Abstract
Solar flares rank among the most energetic events in the solar system, with extensive implications for
space weather and its impacts on Earth and space-based technologies. These explosive phenomena
release immense energy across the electromagnetic spectrum, posing risks to satellite operations,
communication systems, and power grids. Understanding the mechanisms, characteristics, and
predictive indicators of solar flares is vital for mitigating these risks and enhancing space weather
forecasting. This dissertation investigates the potential of the extreme ultraviolet (EUV) measurements
from the Geostationary Operational Environmental Satellite (GOES-16) to predict the
strength and/or duration of 1–8˚A soft X-ray (SXR) solar flares. Analyzing X- and M-class flares
observed from 2017 to 2024, the study focuses on the correlations between EUV spectral lines
(Lyman-alpha, He II, and the Mg II index) and SXR emissions. Among these, He II emerges as the
most predictive spectral line, demonstrating a robust correlation with SXR durations (r = 0.60 for
M-class and r = 0.74 for X-class flares) and a moderate correlation with flare strength (r = 0.53).
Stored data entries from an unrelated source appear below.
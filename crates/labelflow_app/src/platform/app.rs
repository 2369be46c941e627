use std::io::{self, BufRead, Write};
use std::path::{Path, PathBuf};
use std::sync::mpsc;
use std::thread;

use anyhow::{anyhow, bail, Context, Result};
use flow_logging::{flow_debug, flow_info};
use labelflow_core::{update, AppState, AppViewModel, Msg, Phase};
use labelflow_engine::EngineHandle;

use super::config::AppConfig;
use super::effects::EffectRunner;
use super::input::{command_msg, inspect_file, parse_command, Command};
use super::persistence::ThemeStore;
use super::ui;

/// Everything the main loop reacts to.
#[derive(Debug)]
pub enum LoopEvent {
    Msg(Msg),
    /// Text for the user that does not touch state.
    Echo(String),
    Help,
    Show,
    Quit,
}

struct App {
    state: AppState,
    runner: EffectRunner,
    color: bool,
}

impl App {
    fn start(config: &AppConfig) -> Result<(Self, mpsc::Receiver<LoopEvent>)> {
        let (engine, events) =
            EngineHandle::new(config.engine_config()).context("starting engine")?;
        let (loop_tx, loop_rx) = mpsc::channel();
        let themes = ThemeStore::new(config.preferences_path());
        let runner = EffectRunner::new(engine, events, loop_tx, themes);
        let app = Self {
            state: AppState::with_poll_policy(config.poll_policy()),
            runner,
            color: config.color,
        };
        Ok((app, loop_rx))
    }

    /// Applies `msg` and runs its effects. Returns whether the view changed.
    fn dispatch(&mut self, msg: Msg) -> bool {
        flow_debug!("dispatch {:?}", msg);
        let state = std::mem::take(&mut self.state);
        let (mut state, effects) = update(state, msg);
        let was_dirty = state.consume_dirty();
        self.state = state;
        self.runner.enqueue(effects);
        was_dirty
    }

    fn view(&self) -> AppViewModel {
        self.state.view()
    }

    fn draw(&self) {
        print_lines(&ui::render::render(&self.view(), self.color));
    }
}

pub fn run_interactive(config: &AppConfig) -> Result<()> {
    let (mut app, loop_rx) = App::start(config)?;
    let theme = ThemeStore::new(config.preferences_path()).load();
    app.dispatch(Msg::ThemeRestored(theme));

    spawn_stdin_reader(app.runner.sender());
    app.draw();
    print_prompt();

    'session: while let Ok(first) = loop_rx.recv() {
        // Coalesce whatever else is already queued into one redraw.
        let mut redraw = false;
        for event in std::iter::once(first).chain(loop_rx.try_iter()) {
            match handle_event(&mut app, event) {
                Some(dirty) => redraw |= dirty,
                None => break 'session,
            }
        }
        if redraw {
            app.draw();
            print_prompt();
        }
    }

    flow_info!("Interactive session ended");
    Ok(())
}

/// `None` means quit; otherwise whether a redraw is due.
fn handle_event(app: &mut App, event: LoopEvent) -> Option<bool> {
    match event {
        LoopEvent::Msg(msg) => Some(app.dispatch(msg)),
        LoopEvent::Echo(text) => {
            println!("{text}");
            print_prompt();
            Some(false)
        }
        LoopEvent::Help => {
            print_lines(&ui::render::help_lines());
            print_prompt();
            Some(false)
        }
        LoopEvent::Show => Some(true),
        LoopEvent::Quit => None,
    }
}

fn spawn_stdin_reader(tx: mpsc::Sender<LoopEvent>) {
    thread::spawn(move || {
        let stdin = io::stdin();
        for line in stdin.lock().lines() {
            let Ok(line) = line else { break };
            if let Some(event) = line_event(&line) {
                let quit = matches!(event, LoopEvent::Quit);
                if tx.send(event).is_err() || quit {
                    return;
                }
            }
        }
        let _ = tx.send(LoopEvent::Quit);
    });
}

fn line_event(line: &str) -> Option<LoopEvent> {
    let command = match parse_command(line) {
        Ok(Some(command)) => command,
        Ok(None) => return None,
        Err(err) => return Some(LoopEvent::Echo(err)),
    };
    let event = match command {
        Command::Help => LoopEvent::Help,
        Command::Status => LoopEvent::Show,
        Command::Quit => LoopEvent::Quit,
        other => match command_msg(&other) {
            Some(Ok(msg)) => LoopEvent::Msg(msg),
            Some(Err(err)) => LoopEvent::Echo(err),
            None => return None,
        },
    };
    Some(event)
}

/// Uploads one archive, waits for processing and saves the result.
pub fn run_once(config: &AppConfig, file: &Path, prompt: &str) -> Result<PathBuf> {
    let (mut app, loop_rx) = App::start(config)?;

    let selected =
        inspect_file(file).with_context(|| format!("cannot read {}", file.display()))?;
    app.dispatch(Msg::FilesChosen(vec![selected]));
    if app.state.phase() != Phase::FileSelected {
        bail!("{}", notice_text(&app.view(), "file rejected"));
    }
    app.dispatch(Msg::PromptChanged(prompt.to_string()));
    app.dispatch(Msg::SubmitClicked);
    println!("Uploading {} ...", file.display());

    let mut last_progress = None;
    let mut download_requested = false;
    while let Ok(event) = loop_rx.recv() {
        let LoopEvent::Msg(msg) = event else { continue };
        let finished = match &msg {
            Msg::DownloadFinished { result, .. } => Some(result.clone()),
            _ => None,
        };
        app.dispatch(msg);
        let view = app.view();

        if let Some(result) = finished {
            return result.map_err(|err| anyhow!("download failed: {err}"));
        }
        match view.phase {
            Phase::Polling if last_progress != Some(view.progress) => {
                last_progress = Some(view.progress);
                println!("Processing... {}%", view.progress);
            }
            Phase::Completed if !download_requested => {
                download_requested = true;
                println!("Processing complete, downloading result");
                app.dispatch(Msg::DownloadClicked);
            }
            Phase::Error => bail!("{}", notice_text(&view, "processing failed")),
            _ => {}
        }
    }
    bail!("engine stopped before the result was saved")
}

/// Flips the stored theme preference without starting the engine.
pub fn toggle_theme(config: &AppConfig) -> Result<()> {
    let store = ThemeStore::new(config.preferences_path());
    let theme = store.load().toggled();
    let path = store
        .save(theme)
        .with_context(|| format!("saving preferences to {}", store.path().display()))?;
    let label = if theme.is_dark() { "Dark" } else { "Light" };
    println!("{label} mode enabled ({})", path.display());
    Ok(())
}

fn notice_text(view: &AppViewModel, fallback: &str) -> String {
    view.notice
        .as_ref()
        .map(|n| n.message.clone())
        .unwrap_or_else(|| fallback.to_string())
}

fn print_lines(lines: &[String]) {
    let stdout = io::stdout();
    let mut out = stdout.lock();
    for line in lines {
        let _ = writeln!(out, "{line}");
    }
}

fn print_prompt() {
    let mut out = io::stdout();
    let _ = write!(out, "> ");
    let _ = out.flush();
}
He II enhancements exceeding 20% above the background are a strong indicator of X-class flares,
with less than 1% of M-class flares exhibiting such significant enhancements. He II emissions peak
ahead of SXR emissions in 67% of cases, with an average lead time of approximately 3.6 minutes
for X-class flares and 4.4 for M-class flares, highlighting their utility for nowcasting flare activity.
Lyman-alpha, while exhibiting weaker correlations than He II, provides valuable early indicators
of flare activity. Its durations correlate moderately with SXR durations (r = 0.50 for M-class and
r = 0.63 for X-class flares), and its peak flux shows a low correlation with flare strength (r = 0.32).
Lyman-alpha emissions precede SXR emissions in 68% of cases, with an average lead time of 4.8
minutes for X-class flares and 5.2 minutes for M-class flares. The Mg II index demonstrates moderate
correlations with SXR durations, with a correlation coefficient of (r = 0.47 for M-class and r = 0.69
for X-class flares). Its strength correlates less strongly with SXR strength (r = 0.43) but provides
insights into flare dynamics. Mg II emissions peak ahead of SXR emissions in 64% of cases, with an
average lead time of 4.7 minutes for X-class flares and 5 minutes for M-class flares. These findings
emphasize the diagnostic potential of the EUV spectral lines as a predictive tool for solar flare
dynamics, reinforcing their importance in improving space weather forecasting capabilities. The
insights gained also contribute to the broader understanding of flare behavior and the interplay
between EUV and X-ray emissions, advancing our ability to monitor and respond to solar activity.